I am, among other things, a technical writer. In the course of my career writing documentation for industrial machinery and network appliances, a disturbing trend became clear: Nobody reads the manual. What I discovered in working closely with the customer-service departments of several firms – and what the customer-service representatives already knew – was that nobody reads the manual. More to the point, people frequently called customer service rather than checked the documentation to see if the answer was already there. This was not because the answer was hard to find; it was because it was simply easier to call and ask a human being who already knew it.
This is human nature. We, as people, have always tended to want easy answers – fast answers – over laborious personal research. Common sense dictates that there's little need to spend half an hour digging through source material if the woman sitting next to you or the man on the phone can simply give you the answer and let you get on with your life. To what extent, however, does ready access to fast answers, to a vast and immediately retrievable wealth of data, affect our very brains? How has the breathtaking cultural change that is the Internet affected our culture as dependence on the Web has become integrated into our society?
Is the Internet making us stupid?
A new book by Nick Carr, "The Shallows: What the Internet is Doing to Our Brains," paints a bleak picture of the Web's effect on humanity. Carr writes, as excerpted and adapted in Wired magazine:
What kind of brain is the Web giving us? ... When we go online, we enter an environment that promotes cursory reading, hurried and distracted thinking and superficial learning. Even as the Internet grants us easy access to vast amounts of information, it is turning us into shallower thinkers, literally changing the structure of our brain[s]. ...
Tom Krazit recently wrote about Carr's book for CNET. In Krazit's analysis, "Carr worries that in a world where information is available easily and instantly that we are losing the ability to think for ourselves; to reach a deep understanding of a topic through research, reflection and honest debate. [Carr asserts] that our current multitasking-hyperlink-overloaded brains are returning to a more primitive state that eliminates centuries of cultural and technological progress produced by the ability of books to encourage deep thought."
More to the point, Carr writes that the "depth of our intelligence hinges on our ability to transfer information from working memory … to long-term memory. … But the passage from working memory to long-term memory also forms a bottleneck in our brain. Whereas long-term memory has an almost unlimited capacity, working memory can hold only a relatively small amount of information at a time. And that short-term storage is fragile: A break in our attention can sweep its contents from our mind. ..."

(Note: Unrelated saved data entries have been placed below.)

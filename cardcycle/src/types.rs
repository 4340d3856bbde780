//! Базовые типы данных: способы оплаты, конфигурация карт, расходы
//! и вычисляемые расчетные периоды.

use crate::calendar::YearMonth;
use crate::error::{Error, Result};
use chrono::NaiveDate;
use serde::{Deserialize, Serialize};
use std::collections::BTreeMap;
use std::fmt;
use std::str::FromStr;

// =============================================================================
// Константы
// =============================================================================

/// Минимальный допустимый день открытия/закрытия цикла.
pub const MIN_CYCLE_DAY: u32 = 1;
/// Максимальный допустимый день открытия/закрытия цикла.
pub const MAX_CYCLE_DAY: u32 = 31;

/// Ключ в сводке по картам для расходов без карты.
pub const NO_CARD: &str = "-";

// =============================================================================
// Перечисления
// =============================================================================

/// Способ оплаты.
#[derive(Debug, Clone, Copy, PartialEq, Eq, PartialOrd, Ord, Hash, Serialize, Deserialize)]
#[serde(rename_all = "lowercase")]
pub enum PaymentMethod {
    /// Мгновенный перевод PIX
    Pix,
    /// Дебетовая карта
    Debit,
    /// Кредитная карта
    Credit,
}

impl PaymentMethod {
    pub fn as_str(&self) -> &'static str {
        match self {
            PaymentMethod::Pix => "pix",
            PaymentMethod::Debit => "debit",
            PaymentMethod::Credit => "credit",
        }
    }
}

impl fmt::Display for PaymentMethod {
    fn fmt(&self, f: &mut fmt::Formatter<'_>) -> fmt::Result {
        f.write_str(self.as_str())
    }
}

impl FromStr for PaymentMethod {
    type Err = Error;

    fn from_str(s: &str) -> Result<Self> {
        match s.trim().to_lowercase().as_str() {
            "pix" => Ok(PaymentMethod::Pix),
            "debit" => Ok(PaymentMethod::Debit),
            "credit" => Ok(PaymentMethod::Credit),
            other => Err(Error::Parse(format!("Неизвестный способ оплаты: {}", other))),
        }
    }
}

/// Тип записи: расход или доход.
#[derive(Debug, Clone, Copy, PartialEq, Eq, Default, Serialize, Deserialize)]
#[serde(rename_all = "lowercase")]
pub enum EntryKind {
    #[default]
    Expense,
    Income,
}

// =============================================================================
// Конфигурация карт
// =============================================================================

/// Расчетный цикл кредитной карты.
#[derive(Debug, Clone, Copy, PartialEq, Eq, Serialize, Deserialize)]
pub struct CreditCardConfig {
    /// День открытия цикла (1-31).
    pub opening_day: u32,
    /// День закрытия выписки (1-31).
    pub closing_day: u32,
}

impl CreditCardConfig {
    /// Создает конфигурацию, проверяя диапазон дней.
    pub fn new(opening_day: u32, closing_day: u32) -> Result<Self> {
        let config = Self {
            opening_day,
            closing_day,
        };
        config.validate()?;
        Ok(config)
    }

    pub fn validate(&self) -> Result<()> {
        let range = MIN_CYCLE_DAY..=MAX_CYCLE_DAY;
        if !range.contains(&self.opening_day) {
            return Err(Error::InvalidConfig(format!(
                "день открытия {} вне диапазона 1-31",
                self.opening_day
            )));
        }
        if !range.contains(&self.closing_day) {
            return Err(Error::InvalidConfig(format!(
                "день закрытия {} вне диапазона 1-31",
                self.closing_day
            )));
        }
        Ok(())
    }

    /// Цикл переходит через границу месяца (закрытие раньше открытия).
    pub fn is_wrapping(&self) -> bool {
        self.closing_day < self.opening_day
    }
}

/// Набор конфигураций: по картам и общая (legacy) для остальных.
///
/// Передается в расчеты явно, без глобального состояния.
#[derive(Debug, Clone, Default, PartialEq, Eq, Serialize, Deserialize)]
pub struct CardConfigs {
    /// Общая конфигурация аккаунта.
    #[serde(default)]
    pub legacy: Option<CreditCardConfig>,
    /// Конфигурации по идентификатору карты.
    #[serde(default)]
    pub cards: BTreeMap<String, CreditCardConfig>,
}

impl CardConfigs {
    pub fn new() -> Self {
        Self::default()
    }

    /// Набор только с общей конфигурацией.
    pub fn legacy(config: CreditCardConfig) -> Self {
        Self {
            legacy: Some(config),
            cards: BTreeMap::new(),
        }
    }

    pub fn with_card(mut self, card_id: impl Into<String>, config: CreditCardConfig) -> Self {
        self.cards.insert(card_id.into(), config);
        self
    }

    /// Конфигурация для карты; при ее отсутствии используется общая.
    pub fn resolve(&self, card_id: Option<&str>) -> Option<&CreditCardConfig> {
        card_id
            .and_then(|id| self.cards.get(id))
            .or(self.legacy.as_ref())
    }

    pub fn is_empty(&self) -> bool {
        self.legacy.is_none() && self.cards.is_empty()
    }

    /// Проверяет все конфигурации набора.
    pub fn validate(&self) -> Result<()> {
        if let Some(legacy) = &self.legacy {
            legacy.validate()?;
        }
        for (card_id, config) in &self.cards {
            config
                .validate()
                .map_err(|e| Error::InvalidConfig(format!("карта '{}': {}", card_id, e)))?;
        }
        Ok(())
    }
}

// =============================================================================
// Расходы
// =============================================================================

/// Запись о расходе или доходе.
#[derive(Debug, Clone, PartialEq, Eq, Serialize, Deserialize)]
pub struct ExpenseRecord {
    /// Идентификатор записи.
    pub id: String,
    /// Дата расхода; `None`, если дату не удалось разобрать.
    pub expense_date: Option<NaiveDate>,
    /// Способ оплаты.
    pub payment_method: PaymentMethod,
    /// Карта, чей цикл определяет период.
    pub card_id: Option<String>,
    /// Сумма в минимальных единицах (сентаво, копейки).
    pub amount: i64,
    /// Описание.
    pub description: String,
    /// Расход или доход.
    pub kind: EntryKind,
}

impl ExpenseRecord {
    pub fn new(
        id: impl Into<String>,
        expense_date: Option<NaiveDate>,
        payment_method: PaymentMethod,
        amount: i64,
    ) -> Self {
        Self {
            id: id.into(),
            expense_date,
            payment_method,
            card_id: None,
            amount,
            description: String::new(),
            kind: EntryKind::Expense,
        }
    }

    pub fn with_card(mut self, card_id: impl Into<String>) -> Self {
        self.card_id = Some(card_id.into());
        self
    }

    pub fn with_description(mut self, description: impl Into<String>) -> Self {
        self.description = description.into();
        self
    }

    pub fn with_kind(mut self, kind: EntryKind) -> Self {
        self.kind = kind;
        self
    }

    pub fn is_credit(&self) -> bool {
        self.payment_method == PaymentMethod::Credit
    }
}

// =============================================================================
// Расчетный период
// =============================================================================

/// Расчетный период карты. Вычисляется, не хранится.
#[derive(Debug, Clone, PartialEq, Eq, Serialize)]
pub struct BillingPeriod {
    /// Стабильный ключ `YYYY-MM` (месяц открытия цикла).
    pub value: String,
    /// Подпись для отображения, например "15 Fev – 14 Mar".
    pub label: String,
    /// Месяц открытия цикла.
    #[serde(skip)]
    pub key: YearMonth,
    /// Номинальная дата открытия по конфигурации.
    pub opening: NaiveDate,
    /// Первый день, попадающий в период (день после предыдущего закрытия).
    pub start: NaiveDate,
    /// Дата закрытия выписки, последний день периода.
    pub end: NaiveDate,
}

impl BillingPeriod {
    /// Попадает ли дата в период.
    pub fn contains(&self, date: NaiveDate) -> bool {
        date >= self.start && date <= self.end
    }
}

/// Форматирует сумму в минимальных единицах как `123.45`.
pub fn format_amount(amount: i64) -> String {
    let sign = if amount < 0 { "-" } else { "" };
    let abs = amount.unsigned_abs();
    format!("{}{}.{:02}", sign, abs / 100, abs % 100)
}

#[cfg(test)]
mod tests {
    use super::*;

    #[test]
    fn test_config_validation() {
        assert!(CreditCardConfig::new(1, 31).is_ok());
        assert!(CreditCardConfig::new(0, 10).is_err());
        assert!(CreditCardConfig::new(10, 32).is_err());
    }

    #[test]
    fn test_config_wrapping() {
        assert!(CreditCardConfig::new(20, 15).unwrap().is_wrapping());
        assert!(!CreditCardConfig::new(1, 28).unwrap().is_wrapping());
        assert!(!CreditCardConfig::new(10, 10).unwrap().is_wrapping());
    }

    #[test]
    fn test_resolve_falls_back_to_legacy() {
        let legacy = CreditCardConfig::new(1, 31).unwrap();
        let nubank = CreditCardConfig::new(20, 15).unwrap();
        let configs = CardConfigs::legacy(legacy).with_card("nubank", nubank);

        assert_eq!(configs.resolve(Some("nubank")), Some(&nubank));
        assert_eq!(configs.resolve(Some("inter")), Some(&legacy));
        assert_eq!(configs.resolve(None), Some(&legacy));

        let only_cards = CardConfigs::new().with_card("nubank", nubank);
        assert_eq!(only_cards.resolve(None), None);
        assert_eq!(only_cards.resolve(Some("inter")), None);
    }

    #[test]
    fn test_configs_validate_reports_card() {
        let configs = CardConfigs::new().with_card(
            "broken",
            CreditCardConfig {
                opening_day: 40,
                closing_day: 5,
            },
        );
        let err = configs.validate().unwrap_err();
        assert!(err.to_string().contains("broken"));
    }

    #[test]
    fn test_payment_method_parse() {
        assert_eq!("Credit".parse::<PaymentMethod>().unwrap(), PaymentMethod::Credit);
        assert_eq!(" pix ".parse::<PaymentMethod>().unwrap(), PaymentMethod::Pix);
        assert!("boleto".parse::<PaymentMethod>().is_err());
    }

    #[test]
    fn test_format_amount() {
        assert_eq!(format_amount(12345), "123.45");
        assert_eq!(format_amount(5), "0.05");
        assert_eq!(format_amount(-250), "-2.50");
    }
}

Carr writes metaphorically and poetically for a man allegedly focused on science and given to sweeping condemnations of technology's effect on our collective psychological and emotional makeup. He describes the Internet as a series of faucets, all of them blasting us at full power with streams of water. Our puny minds allow us to transfer only a few drops from this deluge – not a "continuous, coherent stream" that represents the deep, contemplative thought and research Carr believes is possible and preferable. He writes:
There's nothing wrong with absorbing information quickly and in bits and pieces. We've always skimmed newspapers more than we've read them, and we routinely run our eyes over books and magazines to get the gist of a piece of writing and decide whether it warrants more thorough reading. The ability to scan and browse is as important as the ability to read deeply and think attentively. The problem is that skimming is becoming our dominant mode of thought. Once a means to an end, a way to identify information for further study, it's becoming an end in itself – our preferred method of both learning and analysis. Dazzled by the Net's treasures, we are blind to the damage we may be doing to our intellectual lives and even our culture.
In other words, scanning and skimming are all right as long as one is running his moistened finger through The New York Times, perhaps sipping tea while contemplating the latest editorial cartoons in Harper's Weekly. One is allowed to take the shallow approach in matters of which Mr. Carr approves, after spending the morning sitting in the garden cross-legged while meditating on the nature of one's being. Should we at any time be tempted to, say, scan the headlines posted on WorldNetDaily's Twitter account or read through Drudge's latest headlines, we are shallow thinkers. Should we skim through John Kubicek's latest analyses or peruse Adam Baldwin's political opinions, clicking on only those links we find most interesting, we are part of a societal trend toward stupidity. Contemporary Internet users are, in Carr's thinking, a bunch of fast-thinking but incapable nitwits who crave morsels of data but think no deeper than the next 140 characters of text.
Carr is no stranger to controversy. Previously, his book "Does IT Matter?" condemned the information technology industry as, in Martin Langham's words, fostering a "commoditized" approach that makes it "impossible to build a sustainable advantage." What that means is that Carr believes IT to be what Langham says it is not: a "spear-carrier in the execution of a business strategy." Understandably, IT professionals were offended when Carr claimed their industry does not ultimately deliver value to the businesses it serves.
Carr's hand-wringing about the Web is similarly self-serving. The impulse to proclaim the other fellow stupid is as natural as the desire to seek easy answers. If the other man is a "shallow thinker," you needn't understand why he disagrees with you. If your fellow citizen is incapable of what Carr calls "the pastoral ideal of contemplative thought," why, it must mean that citizen is not a "deep" thinker – and technology is to blame.